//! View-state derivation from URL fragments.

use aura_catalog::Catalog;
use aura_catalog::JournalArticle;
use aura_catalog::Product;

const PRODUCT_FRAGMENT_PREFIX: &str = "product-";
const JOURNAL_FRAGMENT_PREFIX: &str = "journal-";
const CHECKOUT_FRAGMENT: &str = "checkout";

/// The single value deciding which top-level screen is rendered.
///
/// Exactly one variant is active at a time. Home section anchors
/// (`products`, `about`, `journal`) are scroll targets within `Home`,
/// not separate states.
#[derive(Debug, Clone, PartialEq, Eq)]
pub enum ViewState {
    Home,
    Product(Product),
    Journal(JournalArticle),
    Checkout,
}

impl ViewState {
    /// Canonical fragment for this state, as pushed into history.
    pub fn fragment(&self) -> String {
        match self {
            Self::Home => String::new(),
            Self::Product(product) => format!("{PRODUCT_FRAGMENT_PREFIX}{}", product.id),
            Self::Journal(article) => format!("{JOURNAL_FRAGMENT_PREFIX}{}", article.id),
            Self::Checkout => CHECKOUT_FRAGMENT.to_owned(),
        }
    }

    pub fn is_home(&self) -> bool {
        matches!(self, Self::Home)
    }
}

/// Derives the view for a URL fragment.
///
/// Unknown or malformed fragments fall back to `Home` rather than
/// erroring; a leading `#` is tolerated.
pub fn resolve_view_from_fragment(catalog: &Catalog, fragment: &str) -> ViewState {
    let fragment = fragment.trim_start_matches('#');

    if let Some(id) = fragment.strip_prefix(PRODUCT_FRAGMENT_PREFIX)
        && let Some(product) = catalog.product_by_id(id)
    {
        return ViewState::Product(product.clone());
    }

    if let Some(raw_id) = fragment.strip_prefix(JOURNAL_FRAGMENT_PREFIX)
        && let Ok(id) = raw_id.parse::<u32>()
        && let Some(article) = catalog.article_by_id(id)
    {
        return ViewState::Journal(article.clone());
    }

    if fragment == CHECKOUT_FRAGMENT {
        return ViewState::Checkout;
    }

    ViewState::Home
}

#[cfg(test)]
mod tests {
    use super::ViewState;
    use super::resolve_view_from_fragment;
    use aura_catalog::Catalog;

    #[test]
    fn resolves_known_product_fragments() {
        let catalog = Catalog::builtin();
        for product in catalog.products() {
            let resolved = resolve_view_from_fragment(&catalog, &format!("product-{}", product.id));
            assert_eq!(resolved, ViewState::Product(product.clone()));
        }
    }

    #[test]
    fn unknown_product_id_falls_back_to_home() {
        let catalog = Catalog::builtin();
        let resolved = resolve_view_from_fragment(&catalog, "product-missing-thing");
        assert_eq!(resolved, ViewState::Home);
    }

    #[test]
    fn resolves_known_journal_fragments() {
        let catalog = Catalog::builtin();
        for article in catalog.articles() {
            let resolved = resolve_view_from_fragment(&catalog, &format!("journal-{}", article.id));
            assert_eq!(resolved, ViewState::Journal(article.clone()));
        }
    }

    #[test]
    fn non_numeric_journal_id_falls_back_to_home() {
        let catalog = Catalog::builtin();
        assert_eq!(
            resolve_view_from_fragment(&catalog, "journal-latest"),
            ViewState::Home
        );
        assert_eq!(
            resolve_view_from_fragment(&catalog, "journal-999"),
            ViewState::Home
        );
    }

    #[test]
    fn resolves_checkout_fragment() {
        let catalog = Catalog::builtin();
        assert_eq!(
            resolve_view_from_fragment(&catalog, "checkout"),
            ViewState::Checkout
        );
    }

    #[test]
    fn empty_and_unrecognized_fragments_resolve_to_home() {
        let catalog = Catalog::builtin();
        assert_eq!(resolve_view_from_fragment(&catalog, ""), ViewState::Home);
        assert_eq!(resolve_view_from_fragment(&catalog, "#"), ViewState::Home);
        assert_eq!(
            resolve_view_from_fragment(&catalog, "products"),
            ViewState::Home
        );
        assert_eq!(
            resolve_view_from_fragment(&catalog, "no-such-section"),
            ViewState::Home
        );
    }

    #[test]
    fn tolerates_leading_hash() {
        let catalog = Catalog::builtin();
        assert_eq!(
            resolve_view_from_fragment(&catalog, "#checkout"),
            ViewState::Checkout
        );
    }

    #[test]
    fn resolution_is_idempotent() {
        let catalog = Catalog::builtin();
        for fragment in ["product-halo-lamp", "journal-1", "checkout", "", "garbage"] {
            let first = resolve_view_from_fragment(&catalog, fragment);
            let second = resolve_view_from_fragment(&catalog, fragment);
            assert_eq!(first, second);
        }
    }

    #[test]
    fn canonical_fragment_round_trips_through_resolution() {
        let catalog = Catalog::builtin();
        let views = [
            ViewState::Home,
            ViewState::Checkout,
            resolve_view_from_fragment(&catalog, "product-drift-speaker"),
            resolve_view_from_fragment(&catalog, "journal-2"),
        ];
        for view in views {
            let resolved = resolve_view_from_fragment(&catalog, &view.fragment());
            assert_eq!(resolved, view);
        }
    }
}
____
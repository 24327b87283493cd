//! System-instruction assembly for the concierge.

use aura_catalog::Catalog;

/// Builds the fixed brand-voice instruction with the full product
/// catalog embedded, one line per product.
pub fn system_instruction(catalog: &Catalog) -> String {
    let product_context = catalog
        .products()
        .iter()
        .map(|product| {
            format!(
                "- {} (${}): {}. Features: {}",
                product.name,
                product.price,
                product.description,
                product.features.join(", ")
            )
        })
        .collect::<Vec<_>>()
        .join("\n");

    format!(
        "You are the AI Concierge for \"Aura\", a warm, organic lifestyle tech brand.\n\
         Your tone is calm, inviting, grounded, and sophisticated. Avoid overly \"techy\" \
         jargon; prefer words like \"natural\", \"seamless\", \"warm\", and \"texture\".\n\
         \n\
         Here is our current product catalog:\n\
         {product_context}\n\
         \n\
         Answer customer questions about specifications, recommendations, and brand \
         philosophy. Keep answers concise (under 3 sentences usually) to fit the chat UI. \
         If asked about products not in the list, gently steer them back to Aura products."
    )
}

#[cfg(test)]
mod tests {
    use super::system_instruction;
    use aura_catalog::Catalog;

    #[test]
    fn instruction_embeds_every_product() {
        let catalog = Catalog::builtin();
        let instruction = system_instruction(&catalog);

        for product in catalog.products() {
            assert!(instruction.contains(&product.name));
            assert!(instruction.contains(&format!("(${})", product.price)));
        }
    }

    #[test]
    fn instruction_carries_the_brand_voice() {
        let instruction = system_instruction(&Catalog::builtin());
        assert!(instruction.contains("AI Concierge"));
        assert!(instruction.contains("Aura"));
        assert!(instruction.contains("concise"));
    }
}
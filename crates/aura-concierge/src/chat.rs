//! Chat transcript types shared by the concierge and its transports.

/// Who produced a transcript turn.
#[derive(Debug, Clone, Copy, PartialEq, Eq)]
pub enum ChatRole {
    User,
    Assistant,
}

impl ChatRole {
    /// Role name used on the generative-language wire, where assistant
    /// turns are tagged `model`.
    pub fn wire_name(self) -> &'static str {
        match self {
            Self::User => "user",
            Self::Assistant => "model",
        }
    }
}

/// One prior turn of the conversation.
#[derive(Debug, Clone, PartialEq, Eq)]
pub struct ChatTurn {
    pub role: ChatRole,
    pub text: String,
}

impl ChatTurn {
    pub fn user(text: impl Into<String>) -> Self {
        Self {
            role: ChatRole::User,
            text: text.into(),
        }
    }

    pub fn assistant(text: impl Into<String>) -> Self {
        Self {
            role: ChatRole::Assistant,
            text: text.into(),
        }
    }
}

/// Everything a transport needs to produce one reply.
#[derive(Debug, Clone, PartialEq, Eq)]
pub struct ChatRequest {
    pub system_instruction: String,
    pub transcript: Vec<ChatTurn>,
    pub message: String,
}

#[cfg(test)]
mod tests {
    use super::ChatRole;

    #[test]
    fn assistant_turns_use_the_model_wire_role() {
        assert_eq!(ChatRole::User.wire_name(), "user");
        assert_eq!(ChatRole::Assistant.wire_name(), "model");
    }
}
____
Problem to work on
Find the string "second" in the entries above and return each line that holds it.

Task answer
            let second = resolve_view_from_fragment(&catalog, fragment);
            assert_eq!(first, second);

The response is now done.